Setting up your Spray Gun:
Setting up your spray gun is important because you are setting the pattern width and the amount of paint. It is almost analogous to choosing the width and kind of paint brush you are using. I like this video at [ame]http://www.youtube.com/watch?v=Sn1WNis5m8k[/ame]. Very entertaining, besides, where else can you see someone else giving this kind of demonstration. Remember, they are spraying the easy stuff. I will go over the points later.

The Paints and Their Uses:
For your wood project. I would recommend a couple of things. First, your wood is going to soak up a lot of paint. Even if I were going to paint it a color, I often use clear urethanes as primers. I would start off using a one part Urethane Varnish (exterior).
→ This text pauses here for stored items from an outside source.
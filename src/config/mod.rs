use alloy::primitives::Address;
use serde::Deserialize;
use std::path::Path;
use std::str::FromStr;
use std::time::Duration;
use thiserror::Error;

#[derive(Error, Debug)]
pub enum ConfigError {
    #[error("failed to read config file: {0}")]
    Io(#[from] std::io::Error),
    #[error("failed to parse config: {0}")]
    Parse(#[from] toml::de::Error),
    #[error("missing required env var: {0}")]
    MissingEnv(String),
    #[error("invalid config value for {field}: {reason}")]
    Invalid { field: &'static str, reason: String },
}

#[derive(Debug, Clone, Default, Deserialize)]
pub struct Config {
    #[serde(default)]
    pub chain: ChainConfig,
    #[serde(default)]
    pub valkey: ValkeyConfig,
    #[serde(default)]
    pub transport: TransportConfig,
    #[serde(default)]
    pub server: ServerConfig,
    #[serde(default)]
    pub wagers: WagersConfig,
    #[serde(default)]
    pub logging: LoggingConfig,
}

#[derive(Debug, Clone, Deserialize)]
pub struct ChainConfig {
    /// JSON-RPC endpoint of the chain hosting the escrow.
    #[serde(default = "default_rpc_url")]
    pub rpc_url: String,
    #[serde(default = "default_chain_id")]
    pub chain_id: u64,
    /// Escrow contract address, hex.
    #[serde(default)]
    pub escrow_address: String,
    #[serde(default = "default_rpc_timeout_secs")]
    pub rpc_timeout_secs: u64,
    #[serde(default = "default_receipt_timeout_secs")]
    pub receipt_timeout_secs: u64,
    #[serde(default = "default_receipt_poll_ms")]
    pub receipt_poll_ms: u64,
    /// Manager wallet private key used for `createMatch`. Env only.
    #[serde(skip)]
    pub manager_key: Option<String>,
}

#[derive(Debug, Clone, Deserialize)]
pub struct ValkeyConfig {
    #[serde(default = "default_valkey_url")]
    pub url: String,
    #[serde(default = "default_key_prefix")]
    pub key_prefix: String,
}

#[derive(Debug, Clone, Deserialize)]
pub struct TransportConfig {
    /// Base URL of the chat relay that renders messages and prompts.
    #[serde(default = "default_relay_url")]
    pub relay_url: String,
    /// Shared HMAC secret for both webhook directions. Env only.
    #[serde(skip)]
    pub secret: String,
    #[serde(default = "default_request_timeout_secs")]
    pub request_timeout_secs: u64,
}

#[derive(Debug, Clone, Deserialize)]
pub struct ServerConfig {
    #[serde(default = "default_bind")]
    pub bind: String,
    /// Inbound events older than this are rejected.
    #[serde(default = "default_max_clock_skew_secs")]
    pub max_clock_skew_secs: i64,
}

#[derive(Debug, Clone, Deserialize)]
pub struct WagersConfig {
    #[serde(default = "default_intent_ttl_secs")]
    pub intent_ttl_secs: i64,
    #[serde(default = "default_lookback_days")]
    pub reconcile_lookback_days: i64,
    #[serde(default = "default_retry_attempts")]
    pub retry_attempts: u32,
    #[serde(default = "default_retry_base_delay_ms")]
    pub retry_base_delay_ms: u64,
    #[serde(default = "default_sweep_interval_secs")]
    pub sweep_interval_secs: u64,
}

#[derive(Debug, Clone, Deserialize)]
pub struct LoggingConfig {
    #[serde(default = "default_log_level")]
    pub level: String,
    #[serde(default)]
    pub json: bool,
}

fn default_rpc_url() -> String {
    "http://127.0.0.1:8545".to_string()
}
fn default_chain_id() -> u64 {
    84532
}
fn default_rpc_timeout_secs() -> u64 {
    15
}
fn default_receipt_timeout_secs() -> u64 {
    120
}
fn default_receipt_poll_ms() -> u64 {
    2000
}
fn default_valkey_url() -> String {
    "redis://127.0.0.1:6379".to_string()
}
fn default_key_prefix() -> String {
    "wagerline".to_string()
}
fn default_relay_url() -> String {
    "http://127.0.0.1:8787".to_string()
}
fn default_request_timeout_secs() -> u64 {
    10
}
fn default_bind() -> String {
    "0.0.0.0:8080".to_string()
}
fn default_max_clock_skew_secs() -> i64 {
    300
}
fn default_intent_ttl_secs() -> i64 {
    300
}
fn default_lookback_days() -> i64 {
    7
}
fn default_retry_attempts() -> u32 {
    3
}
fn default_retry_base_delay_ms() -> u64 {
    500
}
fn default_sweep_interval_secs() -> u64 {
    60
}
fn default_log_level() -> String {
    "info".to_string()
}

impl Default for ChainConfig {
    fn default() -> Self {
        Self {
            rpc_url: default_rpc_url(),
            chain_id: default_chain_id(),
            escrow_address: String::new(),
            rpc_timeout_secs: default_rpc_timeout_secs(),
            receipt_timeout_secs: default_receipt_timeout_secs(),
            receipt_poll_ms: default_receipt_poll_ms(),
            manager_key: None,
        }
    }
}

impl Default for ValkeyConfig {
    fn default() -> Self {
        Self {
            url: default_valkey_url(),
            key_prefix: default_key_prefix(),
        }
    }
}

impl Default for TransportConfig {
    fn default() -> Self {
        Self {
            relay_url: default_relay_url(),
            secret: String::new(),
            request_timeout_secs: default_request_timeout_secs(),
        }
    }
}

impl Default for ServerConfig {
    fn default() -> Self {
        Self {
            bind: default_bind(),
            max_clock_skew_secs: default_max_clock_skew_secs(),
        }
    }
}

impl Default for WagersConfig {
    fn default() -> Self {
        Self {
            intent_ttl_secs: default_intent_ttl_secs(),
            reconcile_lookback_days: default_lookback_days(),
            retry_attempts: default_retry_attempts(),
            retry_base_delay_ms: default_retry_base_delay_ms(),
            sweep_interval_secs: default_sweep_interval_secs(),
        }
    }
}

impl Default for LoggingConfig {
    fn default() -> Self {
        Self {
            level: default_log_level(),
            json: false,
        }
    }
}

impl ChainConfig {
    pub fn escrow_address(&self) -> Result<Address, ConfigError> {
        if self.escrow_address.is_empty() {
            return Err(ConfigError::MissingEnv("WAGERLINE_ESCROW_ADDRESS".into()));
        }
        Address::from_str(&self.escrow_address).map_err(|e| ConfigError::Invalid {
            field: "chain.escrow_address",
            reason: e.to_string(),
        })
    }

    pub fn rpc_timeout(&self) -> Duration {
        Duration::from_secs(self.rpc_timeout_secs)
    }

    pub fn receipt_timeout(&self) -> Duration {
        Duration::from_secs(self.receipt_timeout_secs)
    }

    pub fn receipt_poll_interval(&self) -> Duration {
        Duration::from_millis(self.receipt_poll_ms)
    }
}

impl WagersConfig {
    pub fn intent_ttl(&self) -> Duration {
        Duration::from_secs(u64::try_from(self.intent_ttl_secs).unwrap_or_default())
    }

    pub fn reconcile_lookback(&self) -> chrono::Duration {
        chrono::Duration::days(self.reconcile_lookback_days)
    }

    pub fn retry_base_delay(&self) -> Duration {
        Duration::from_millis(self.retry_base_delay_ms)
    }

    pub fn sweep_interval(&self) -> Duration {
        Duration::from_secs(self.sweep_interval_secs)
    }
}

impl Config {
    /// Load config from a TOML file, then overlay environment variables for secrets.
    pub fn load(path: &Path) -> Result<Self, ConfigError> {
        let contents = std::fs::read_to_string(path)?;
        let mut config = Self::parse(&contents)?;
        config.apply_env();
        Ok(config)
    }

    /// Load a default config with env-only settings (no file needed).
    pub fn from_env() -> Self {
        let mut config = Config::default();
        config.apply_env();
        config
    }

    fn parse(contents: &str) -> Result<Self, ConfigError> {
        Ok(toml::from_str(contents)?)
    }

    // Secrets are never read from the config file.
    fn apply_env(&mut self) {
        self.chain.manager_key = std::env::var("WAGERLINE_MANAGER_KEY")
            .ok()
            .filter(|k| !k.is_empty());
        if let Ok(secret) = std::env::var("WAGERLINE_BOT_SECRET") {
            self.transport.secret = secret;
        }
        if let Ok(url) = std::env::var("WAGERLINE_RPC_URL") {
            self.chain.rpc_url = url;
        }
        if let Ok(address) = std::env::var("WAGERLINE_ESCROW_ADDRESS") {
            self.chain.escrow_address = address;
        }
        if let Ok(url) = std::env::var("WAGERLINE_VALKEY_URL") {
            self.valkey.url = url;
        }
    }

    pub fn validate(&self) -> Result<(), ConfigError> {
        self.chain.escrow_address()?;
        if self.transport.secret.is_empty() {
            return Err(ConfigError::MissingEnv("WAGERLINE_BOT_SECRET".into()));
        }
        if self.wagers.intent_ttl_secs <= 0 {
            return Err(ConfigError::Invalid {
                field: "wagers.intent_ttl_secs",
                reason: "must be positive".into(),
            });
        }
        if self.wagers.sweep_interval_secs == 0 {
            return Err(ConfigError::Invalid {
                field: "wagers.sweep_interval_secs",
                reason: "must be positive".into(),
            });
        }
        Ok(())
    }
}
These are available, cheap, and effective. The only drawback is the slow drying time. Your first coat will really soak in, raising the grain so you need to let it dry a couple of days and then sand it lightly till smooth. Be patient. Finishing wood takes more time.

Then you can go to work spraying on your finish coats adding additional coats for filler and maybe a color coat. I used to use sanding sealers.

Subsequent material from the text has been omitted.